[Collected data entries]
+ + +
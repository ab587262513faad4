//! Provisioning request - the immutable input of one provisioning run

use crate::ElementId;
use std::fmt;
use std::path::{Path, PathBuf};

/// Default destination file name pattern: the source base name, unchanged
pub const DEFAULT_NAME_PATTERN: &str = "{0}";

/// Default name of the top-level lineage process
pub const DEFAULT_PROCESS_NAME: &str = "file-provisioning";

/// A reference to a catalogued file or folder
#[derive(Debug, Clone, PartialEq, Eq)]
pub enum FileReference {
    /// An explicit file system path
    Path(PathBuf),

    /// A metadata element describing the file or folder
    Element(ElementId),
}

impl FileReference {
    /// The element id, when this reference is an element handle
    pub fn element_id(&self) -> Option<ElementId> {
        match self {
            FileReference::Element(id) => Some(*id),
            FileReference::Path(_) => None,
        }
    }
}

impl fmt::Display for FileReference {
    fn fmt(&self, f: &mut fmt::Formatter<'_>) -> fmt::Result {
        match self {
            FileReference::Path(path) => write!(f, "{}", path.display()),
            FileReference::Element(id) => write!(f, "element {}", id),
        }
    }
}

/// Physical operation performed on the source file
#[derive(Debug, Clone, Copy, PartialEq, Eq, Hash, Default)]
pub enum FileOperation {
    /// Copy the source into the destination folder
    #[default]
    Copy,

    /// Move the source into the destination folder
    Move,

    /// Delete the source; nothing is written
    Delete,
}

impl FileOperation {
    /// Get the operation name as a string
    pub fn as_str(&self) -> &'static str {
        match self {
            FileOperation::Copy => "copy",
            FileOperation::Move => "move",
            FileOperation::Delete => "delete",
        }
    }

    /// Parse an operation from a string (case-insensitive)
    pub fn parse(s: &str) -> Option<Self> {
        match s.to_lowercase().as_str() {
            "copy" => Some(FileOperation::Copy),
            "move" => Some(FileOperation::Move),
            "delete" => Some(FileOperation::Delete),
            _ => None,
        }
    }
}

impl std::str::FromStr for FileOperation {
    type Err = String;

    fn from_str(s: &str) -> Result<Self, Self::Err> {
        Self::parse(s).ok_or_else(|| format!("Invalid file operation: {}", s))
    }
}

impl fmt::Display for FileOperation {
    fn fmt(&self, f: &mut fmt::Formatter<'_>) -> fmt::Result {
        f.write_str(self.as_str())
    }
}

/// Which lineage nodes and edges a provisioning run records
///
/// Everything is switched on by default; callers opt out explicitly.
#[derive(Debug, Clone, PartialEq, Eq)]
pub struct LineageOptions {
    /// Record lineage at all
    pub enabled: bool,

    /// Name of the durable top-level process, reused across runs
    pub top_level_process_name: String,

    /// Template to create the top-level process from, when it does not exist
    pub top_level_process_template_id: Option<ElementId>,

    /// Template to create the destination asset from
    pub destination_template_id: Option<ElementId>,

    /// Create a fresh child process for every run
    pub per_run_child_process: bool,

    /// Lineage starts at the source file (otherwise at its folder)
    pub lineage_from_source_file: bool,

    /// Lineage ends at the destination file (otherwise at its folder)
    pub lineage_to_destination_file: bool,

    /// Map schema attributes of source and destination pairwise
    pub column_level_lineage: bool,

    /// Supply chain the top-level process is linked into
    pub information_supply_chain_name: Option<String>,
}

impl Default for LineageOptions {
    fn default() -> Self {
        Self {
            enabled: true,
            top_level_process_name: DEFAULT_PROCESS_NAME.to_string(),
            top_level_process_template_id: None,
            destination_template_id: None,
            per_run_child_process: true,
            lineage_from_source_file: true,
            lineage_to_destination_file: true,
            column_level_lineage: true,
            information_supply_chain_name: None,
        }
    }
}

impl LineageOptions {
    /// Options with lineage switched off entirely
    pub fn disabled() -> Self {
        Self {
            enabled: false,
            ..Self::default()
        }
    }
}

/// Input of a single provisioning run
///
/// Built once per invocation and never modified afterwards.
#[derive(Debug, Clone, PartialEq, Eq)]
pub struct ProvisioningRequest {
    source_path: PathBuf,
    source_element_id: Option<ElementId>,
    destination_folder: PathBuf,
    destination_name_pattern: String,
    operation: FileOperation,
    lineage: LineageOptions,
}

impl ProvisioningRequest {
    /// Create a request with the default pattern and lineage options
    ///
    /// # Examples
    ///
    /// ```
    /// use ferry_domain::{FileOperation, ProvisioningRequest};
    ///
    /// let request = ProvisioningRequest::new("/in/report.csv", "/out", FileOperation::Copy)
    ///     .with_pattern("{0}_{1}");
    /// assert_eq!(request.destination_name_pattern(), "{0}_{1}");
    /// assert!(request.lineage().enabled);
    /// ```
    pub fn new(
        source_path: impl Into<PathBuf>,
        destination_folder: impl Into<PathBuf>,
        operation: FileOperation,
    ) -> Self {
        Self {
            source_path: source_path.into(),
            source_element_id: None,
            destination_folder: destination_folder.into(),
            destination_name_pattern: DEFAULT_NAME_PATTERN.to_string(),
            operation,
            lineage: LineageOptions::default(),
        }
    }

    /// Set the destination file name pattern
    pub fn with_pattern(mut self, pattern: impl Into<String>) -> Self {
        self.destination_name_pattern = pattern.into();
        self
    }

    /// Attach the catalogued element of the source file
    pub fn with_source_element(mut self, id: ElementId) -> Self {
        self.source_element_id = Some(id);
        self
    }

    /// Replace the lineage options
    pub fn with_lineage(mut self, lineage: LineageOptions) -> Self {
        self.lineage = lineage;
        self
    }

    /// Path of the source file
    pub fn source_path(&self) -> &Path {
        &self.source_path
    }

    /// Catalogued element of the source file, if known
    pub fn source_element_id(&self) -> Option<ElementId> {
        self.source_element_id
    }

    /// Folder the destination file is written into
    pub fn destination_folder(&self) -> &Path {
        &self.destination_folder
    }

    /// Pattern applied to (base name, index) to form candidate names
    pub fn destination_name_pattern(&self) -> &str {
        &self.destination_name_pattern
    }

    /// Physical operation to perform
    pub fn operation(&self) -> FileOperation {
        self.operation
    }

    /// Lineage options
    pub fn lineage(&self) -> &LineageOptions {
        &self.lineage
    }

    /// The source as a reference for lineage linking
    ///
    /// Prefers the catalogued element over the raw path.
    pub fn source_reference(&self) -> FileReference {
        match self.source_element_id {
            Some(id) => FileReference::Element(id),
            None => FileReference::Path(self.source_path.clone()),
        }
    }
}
+ + +
**WORK ITEM**
Bring together every line in the entries that holds the string "enabled".

**ANSWER FOR THIS EXERCISE**
    pub enabled: bool,
            enabled: true,
            enabled: false,
    /// assert!(request.lineage().enabled);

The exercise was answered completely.